6) O calendário gregoriano não é reconhecido no mundo inteiro. A referência inicial ao
nascimento de Cristo não é aceite por todos, e até no seio do mundo cristão, compete
com o calendário ortodoxo (juliano).
Por todas estas razões o calendário sexagesimal seria um calendário universal.
Assim, já que o cálculo das horas utiliza múltiplos de 6 (12, 24, 60), o novo calendário
utilizaria uma base similar, a base sexagesimal (6, 60). Estes dois números, 6 e 60, são
notáveis pela sua complementaridade (60 = 10 x 6) e pela sua divisibilidade (6 é
divisível por 2 e 3, 60 por 2, 3, 4, 5, 6, 10, 12, 15, 20 e 30).

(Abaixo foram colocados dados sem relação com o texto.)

use fault_geodesy::geodetic::normalize_azimuth;
use fault_geodesy::{Point, spherical_centroid, tangent_basis, to_cartesian};
use nalgebra::Vector3;
use tracing::trace;

use crate::error::SurfaceError;
use crate::footprint::Footprint;
use crate::mesh::RectangularMesh;
use crate::surface::FaultSurface;

/// A quadrilateral fault section given by its four corners.
#[derive(Debug, Clone)]
pub struct PlanarSurface {
    corners: [Point; 4],
    mesh: RectangularMesh,
    footprint: Footprint,
    area: f64,
    width: f64,
    strike: f64,
    dip: f64,
}

impl PlanarSurface {
    /// Corners in the order top-left, top-right, bottom-right, bottom-left,
    /// looking at the section from the hanging wall.
    pub fn from_corner_points(
        top_left: Point,
        top_right: Point,
        bottom_right: Point,
        bottom_left: Point,
    ) -> Result<Self, SurfaceError> {
        let corners = [top_left, top_right, bottom_right, bottom_left];
        if let Some(index) = corners.iter().position(|c| !c.is_finite()) {
            return Err(SurfaceError::NonFiniteCorner { index });
        }
        let mesh = RectangularMesh::from_points(vec![
            vec![top_left, top_right],
            vec![bottom_left, bottom_right],
        ])?;
        let footprint = Footprint::new(&mesh);

        let local = corners.map(|c| footprint.projection().project_point(&c));
        let width = ((local[0] - local[3]).norm() + (local[1] - local[2]).norm()) * 0.5;

        let xyz = corners.map(|c| to_cartesian(&c));
        let normal = (xyz[2] - xyz[0]).cross(&(xyz[3] - xyz[1]));
        let area = normal.norm() * 0.5;
        let centre = spherical_centroid(corners).unwrap_or(top_left);
        let [east, north, up] = tangent_basis(centre.longitude, centre.latitude);
        let normal = Vector3::new(normal.dot(&east), normal.dot(&north), normal.dot(&up));
        let dip = if area > 0.0 { normal_dip(&normal) } else { f64::NAN };
        let strike = if dip > FLAT_DIP {
            normal_strike(&normal)
        } else {
            top_left.azimuth(&top_right)
        };
        trace!(area, width, strike, dip, "planar section");

        Ok(Self {
            corners,
            mesh,
            footprint,
            area,
            width,
            strike,
            dip,
        })
    }

    /// Twelve values: lon, lat, depth of each corner in
    /// [`from_corner_points`](Self::from_corner_points) order.
    pub fn from_array(values: &[f64; 12]) -> Result<Self, SurfaceError> {
        let corner = |i: usize| Point::from_array([values[3 * i], values[3 * i + 1], values[3 * i + 2]]);
        Self::from_corner_points(corner(0), corner(1), corner(2), corner(3))
    }

    pub fn corners(&self) -> &[Point; 4] {
        &self.corners
    }

    pub fn top_left(&self) -> Point {
        self.corners[0]
    }

    pub fn top_right(&self) -> Point {
        self.corners[1]
    }

    pub fn bottom_right(&self) -> Point {
        self.corners[2]
    }

    pub fn bottom_left(&self) -> Point {
        self.corners[3]
    }
}

impl FaultSurface for PlanarSurface {
    fn mesh(&self) -> &RectangularMesh {
        &self.mesh
    }

    fn footprint(&self) -> &Footprint {
        &self.footprint
    }

    fn get_area(&self) -> f64 {
        self.area
    }

    fn get_width(&self) -> f64 {
        self.width
    }

    fn get_strike(&self) -> f64 {
        self.strike
    }

    fn get_dip(&self) -> f64 {
        self.dip
    }

    fn top_edge(&self) -> (Point, Point) {
        (self.corners[0], self.corners[1])
    }
}

/// Planes flatter than this (degrees) take their strike from the top edge.
const FLAT_DIP: f64 = 1e-3;

/// Angle between a plane normal (east, north, up) and the vertical.
fn normal_dip(normal: &Vector3<f64>) -> f64 {
    normal.xy().norm().atan2(normal.z.abs()).to_degrees()
}

/// Azimuth of the horizontal line of the plane that keeps the normal's
/// winding: corners listed top-left to top-right strike that way.
fn normal_strike(normal: &Vector3<f64>) -> f64 {
    normalize_azimuth(normal.y.atan2(-normal.x).to_degrees())
}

Nesse calendário, o ano solar seria dividido em seis períodos de 60 dias chamados
seses. O número de dias do ano 6 x 60 = 360, necessitaria de 5 para completar o ano.

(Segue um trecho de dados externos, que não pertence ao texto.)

//! Great-circle distance, azimuth and point projection on a spherical earth.

use std::f64::consts::PI;

use nalgebra::Vector3;

use crate::point::Point;
use crate::EARTH_RADIUS;

/// Great-circle distance (km) between two points, haversine formula.
pub fn geodetic_distance(lon1: f64, lat1: f64, lon2: f64, lat2: f64) -> f64 {
    let (lon1, lat1) = (lon1.to_radians(), lat1.to_radians());
    let (lon2, lat2) = (lon2.to_radians(), lat2.to_radians());
    let h = ((lat1 - lat2) / 2.0).sin().powi(2)
        + lat1.cos() * lat2.cos() * ((lon1 - lon2) / 2.0).sin().powi(2);
    2.0 * EARTH_RADIUS * h.sqrt().min(1.0).asin()
}

/// Forward azimuth from the first point to the second, degrees in `[0, 360)`.
pub fn azimuth(lon1: f64, lat1: f64, lon2: f64, lat2: f64) -> f64 {
    let (lon1, lat1) = (lon1.to_radians(), lat1.to_radians());
    let (lon2, lat2) = (lon2.to_radians(), lat2.to_radians());
    let cos_lat2 = lat2.cos();
    let true_course = ((lon1 - lon2).sin() * cos_lat2)
        .atan2(lat1.cos() * lat2.sin() - lat1.sin() * cos_lat2 * (lon1 - lon2).cos())
        .to_degrees();
    normalize_azimuth(360.0 - true_course)
}

/// Wrap an angle in degrees into `[0, 360)`.
pub fn normalize_azimuth(angle: f64) -> f64 {
    let wrapped = angle.rem_euclid(360.0);
    // rem_euclid rounds tiny negative inputs up to exactly 360.
    if wrapped >= 360.0 { 0.0 } else { wrapped }
}

/// Point reached travelling `distance` km from `(lon, lat)` along `azimuth`.
///
/// The returned longitude is wrapped into `[-180, 180)`.
pub fn point_at(lon: f64, lat: f64, azimuth: f64, distance: f64) -> (f64, f64) {
    let lon = lon.to_radians();
    let (sin_lat, cos_lat) = lat.to_radians().sin_cos();
    let tc = (360.0 - azimuth).to_radians();
    let (sin_dist, cos_dist) = (distance / EARTH_RADIUS).sin_cos();

    let sin_lats = (sin_lat * cos_dist + cos_lat * sin_dist * tc.cos()).clamp(-1.0, 1.0);
    let lats = sin_lats.asin();
    let dlon = (tc.sin() * sin_dist * cos_lat).atan2(cos_dist - sin_lat * sin_lats);
    let lons = (lon - dlon + PI).rem_euclid(2.0 * PI) - PI;
    (lons.to_degrees(), lats.to_degrees())
}

/// `npoints` points from an origin along an azimuth.
///
/// Points are equally spaced by `hdist / (npoints - 1)` horizontally and
/// `vdist / (npoints - 1)` vertically; the first one is the origin itself.
pub fn npoints_towards(
    lon: f64,
    lat: f64,
    depth: f64,
    azimuth: f64,
    hdist: f64,
    vdist: f64,
    npoints: usize,
) -> Vec<Point> {
    match npoints {
        0 => Vec::new(),
        1 => vec![Point::new(lon, lat, depth)],
        _ => {
            let steps = (npoints - 1) as f64;
            (0..npoints)
                .map(|i| {
                    if i == 0 {
                        return Point::new(lon, lat, depth);
                    }
                    let frac = i as f64 / steps;
                    let (plon, plat) = point_at(lon, lat, azimuth, hdist * frac);
                    Point::new(plon, plat, depth + vdist * frac)
                })
                .collect()
        }
    }
}

/// `npoints` points from `start` to `end` inclusive, both ends exact.
pub fn npoints_between(start: &Point, end: &Point, npoints: usize) -> Vec<Point> {
    let hdist = start.horizontal_distance(end);
    let vdist = end.depth - start.depth;
    let azim = start.azimuth(end);
    let mut points = npoints_towards(
        start.longitude,
        start.latitude,
        start.depth,
        azim,
        hdist,
        vdist,
        npoints,
    );
    if npoints > 1 {
        if let Some(last) = points.last_mut() {
            *last = *end;
        }
    }
    points
}

/// Geodetic midpoint of two surface points.
pub fn middle_point(lon1: f64, lat1: f64, lon2: f64, lat2: f64) -> (f64, f64) {
    if lon1 == lon2 && lat1 == lat2 {
        return (lon1, lat1);
    }
    let dist = geodetic_distance(lon1, lat1, lon2, lat2);
    let azim = azimuth(lon1, lat1, lon2, lat2);
    point_at(lon1, lat1, azim, dist / 2.0)
}

/// Centroid of a point cloud: mean of the unit vectors, mean depth.
///
/// Returns `None` when no finite point is supplied or the unit vectors
/// cancel out (e.g. two antipodal points).
pub fn spherical_centroid<I>(points: I) -> Option<Point>
where
    I: IntoIterator<Item = Point>,
{
    let mut sum = Vector3::zeros();
    let mut depth = 0.0;
    let mut count = 0usize;
    for p in points.into_iter().filter(Point::is_finite) {
        sum += unit_vector(p.longitude, p.latitude);
        depth += p.depth;
        count += 1;
    }
    if count == 0 {
        return None;
    }
    let norm = sum.norm();
    if norm < 1e-12 {
        return None;
    }
    let v = sum / norm;
    let lat = v.z.clamp(-1.0, 1.0).asin().to_degrees();
    let lon = v.y.atan2(v.x).to_degrees();
    Some(Point::new(lon, lat, depth / count as f64))
}

/// Unit vector of a lon/lat pair on the sphere.
pub fn unit_vector(lon: f64, lat: f64) -> Vector3<f64> {
    let (sin_lon, cos_lon) = lon.to_radians().sin_cos();
    let (sin_lat, cos_lat) = lat.to_radians().sin_cos();
    Vector3::new(cos_lat * cos_lon, cos_lat * sin_lon, sin_lat)
}

/// Earth-centred Cartesian coordinates (km) of a point below the sphere.
pub fn to_cartesian(p: &Point) -> Vector3<f64> {
    unit_vector(p.longitude, p.latitude) * (EARTH_RADIUS - p.depth)
}

/// East, north and up unit vectors of the tangent plane at `(lon, lat)`.
pub fn tangent_basis(lon: f64, lat: f64) -> [Vector3<f64>; 3] {
    let (sin_lon, cos_lon) = lon.to_radians().sin_cos();
    let (sin_lat, cos_lat) = lat.to_radians().sin_cos();
    [
        Vector3::new(-sin_lon, cos_lon, 0.0),
        Vector3::new(-sin_lat * cos_lon, -sin_lat * sin_lon, cos_lat),
        Vector3::new(cos_lat * cos_lon, cos_lat * sin_lon, sin_lat),
    ]
}

#[cfg(test)]
mod tests {
    use super::*;
    use approx::assert_abs_diff_eq;

    /// One degree of arc on the reference sphere.
    const DEGREE_KM: f64 = EARTH_RADIUS * PI / 180.0;

    #[test]
    fn test_distance_along_equator() {
        let d = geodetic_distance(0.0, 0.0, 1.0, 0.0);
        assert_abs_diff_eq!(d, DEGREE_KM, epsilon = 1e-9);
    }

    #[test]
    fn test_distance_along_meridian() {
        let d = geodetic_distance(10.0, -0.5, 10.0, 0.5);
        assert_abs_diff_eq!(d, DEGREE_KM, epsilon = 1e-9);
    }

    #[test]
    fn test_distance_to_antipode() {
        let d = geodetic_distance(0.0, 0.0, 180.0, 0.0);
        assert_abs_diff_eq!(d, PI * EARTH_RADIUS, epsilon = 1e-6);
    }

    #[test]
    fn test_cardinal_azimuths() {
        assert_abs_diff_eq!(azimuth(0.0, 0.0, 0.0, 1.0), 0.0, epsilon = 1e-9);
        assert_abs_diff_eq!(azimuth(0.0, 0.0, 1.0, 0.0), 90.0, epsilon = 1e-9);
        assert_abs_diff_eq!(azimuth(0.0, 0.0, 0.0, -1.0), 180.0, epsilon = 1e-9);
        assert_abs_diff_eq!(azimuth(0.0, 0.0, -1.0, 0.0), 270.0, epsilon = 1e-9);
    }

    #[test]
    fn test_normalize_azimuth() {
        assert_abs_diff_eq!(normalize_azimuth(-90.0), 270.0, epsilon = 1e-12);
        assert_abs_diff_eq!(normalize_azimuth(720.0), 0.0, epsilon = 1e-12);
        assert!(normalize_azimuth(-1e-17) < 360.0);
    }

    #[test]
    fn test_point_at_inverts_distance_and_azimuth() {
        let (lon, lat) = point_at(12.0, 41.0, 37.0, 55.0);
        assert_abs_diff_eq!(geodetic_distance(12.0, 41.0, lon, lat), 55.0, epsilon = 1e-6);
        assert_abs_diff_eq!(azimuth(12.0, 41.0, lon, lat), 37.0, epsilon = 1e-6);
    }

    #[test]
    fn test_point_at_wraps_longitude() {
        let (lon, _) = point_at(179.9, 0.0, 90.0, 2.0 * DEGREE_KM * 0.1);
        assert!(lon < -179.0, "expected wrap to western hemisphere, got {lon}");
    }

    #[test]
    fn test_npoints_towards_spacing() {
        let pts = npoints_towards(0.32, 0.0, 0.0, 45.0, 10.0, 10.0, 3);
        assert_eq!(pts.len(), 3);
        assert_eq!(pts[0], Point::new(0.32, 0.0, 0.0));
        assert_abs_diff_eq!(pts[1].depth, 5.0, epsilon = 1e-12);
        assert_abs_diff_eq!(pts[2].depth, 10.0, epsilon = 1e-12);
        assert_abs_diff_eq!(pts[0].horizontal_distance(&pts[2]), 10.0, epsilon = 1e-6);
    }

    #[test]
    fn test_npoints_between_hits_both_ends() {
        let a = Point::new(-70.1, 19.6, 0.0);
        let b = Point::new(-70.5, 19.7, 12.0);
        let pts = npoints_between(&a, &b, 5);
        assert_eq!(pts.first(), Some(&a));
        assert_eq!(pts.last(), Some(&b));
        assert_abs_diff_eq!(pts[2].depth, 6.0, epsilon = 1e-12);
    }

    #[test]
    fn test_middle_point_on_equator() {
        let (lon, lat) = middle_point(0.0, 0.0, 0.3, 0.0);
        assert_abs_diff_eq!(lon, 0.15, epsilon = 1e-9);
        assert_abs_diff_eq!(lat, 0.0, epsilon = 1e-9);
    }

    #[test]
    fn test_centroid_of_symmetric_points() {
        let c = spherical_centroid([
            Point::new(-1.0, 0.0, 2.0),
            Point::new(1.0, 0.0, 4.0),
            Point::new(0.0, 1.0, 6.0),
            Point::new(0.0, -1.0, 8.0),
        ])
        .unwrap();
        assert_abs_diff_eq!(c.longitude, 0.0, epsilon = 1e-9);
        assert_abs_diff_eq!(c.latitude, 0.0, epsilon = 1e-9);
        assert_abs_diff_eq!(c.depth, 5.0, epsilon = 1e-12);
    }

    #[test]
    fn test_cartesian_shrinks_with_depth() {
        let top = to_cartesian(&Point::surface(90.0, 0.0));
        assert_abs_diff_eq!(top.y, EARTH_RADIUS, epsilon = 1e-9);
        let deep = to_cartesian(&Point::new(90.0, 0.0, 10.0));
        assert_abs_diff_eq!(deep.norm(), EARTH_RADIUS - 10.0, epsilon = 1e-9);
    }

    #[test]
    fn test_tangent_basis_is_orthonormal() {
        let [east, north, up] = tangent_basis(-118.0, 34.0);
        assert_abs_diff_eq!(east.cross(&north), up, epsilon = 1e-12);
        assert_abs_diff_eq!(up, unit_vector(-118.0, 34.0), epsilon = 1e-12);
        let [east, north, _] = tangent_basis(0.0, 0.0);
        assert_abs_diff_eq!(east, Vector3::new(0.0, 1.0, 0.0), epsilon = 1e-12);
        assert_abs_diff_eq!(north, Vector3::new(0.0, 0.0, 1.0), epsilon = 1e-12);
    }

    #[test]
    fn test_centroid_ignores_non_finite() {
        let c = spherical_centroid([Point::new(f64::NAN, 0.0, 0.0), Point::new(5.0, 5.0, 1.0)]).unwrap();
        assert_abs_diff_eq!(c.longitude, 5.0, epsilon = 1e-9);
        assert!(spherical_centroid(std::iter::empty()).is_none());
    }
}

Ora entre seis objectos, há cinco espaços. Colocar-se-ia um dia, chamado dia adventício,
em cada espaço, ou, o que vem a dar ao mesmo, no seguimento de cada um dos cinco
primeiros seses perfazendo 360 + 5 = 365, para dar o número de dias certos do ano.
Nesse calendário, os seis seses chamar-se-iam Frigée, Éclose, Florée, Granée, Récole e
Caduce, respectivamente. Estes nomes franceses, cuja etimologia latina é transparente,
estão inspirados na observação do ciclo da vegetação dos climas temperados.
Os dias seriam numerados dentro de cada sês de 1 a 60. O ano começaria no primeiro de
Frigée e terminaria a 60 de Caduce. Se o dia a seguir ao 60 de Caduce não coincidisse
com o solstício de Inverno (o que acontece aproximadamente de quatro em quatro
anos), um sexto dia adventício deveria colocar-se no fim do ano, ou seja, após Caduce.
Este sexto dia adventício ou dia sexto é equivalente ao ano bissexto.
Cada sês seria dividido em dez períodos de 6 dias ou seixenas. Estes dias chamar-se-iam
lunes, martes, mércores, joves, venres e sábado. Todos os seses começariam a um lunes
e terminariam a um sábado, onde todos os dias 2, 8, 14, 20, 26, 32, 38, 44, 50, 56 de
cada sês seriam sempre a um martes, fosse qual fosse o sês de qualquer ano.
O ano de entrada em vigor do calendário sexagesimal seria o ano 1 (ou 001). As datas
anteriores continuariam a ser expressas segundo as regras do seu calendário de origem,
de forma a preservar as referências históricas.
Percebe-se que mesmo num calendário mais “tecnológico” ou mais “racional”, como é
o caso do calendário sexagesimal, os ciclos agrícolas estão presentes e as referências
“astrológicas”, também. A grande aversão a este calendário, será certamente cultural.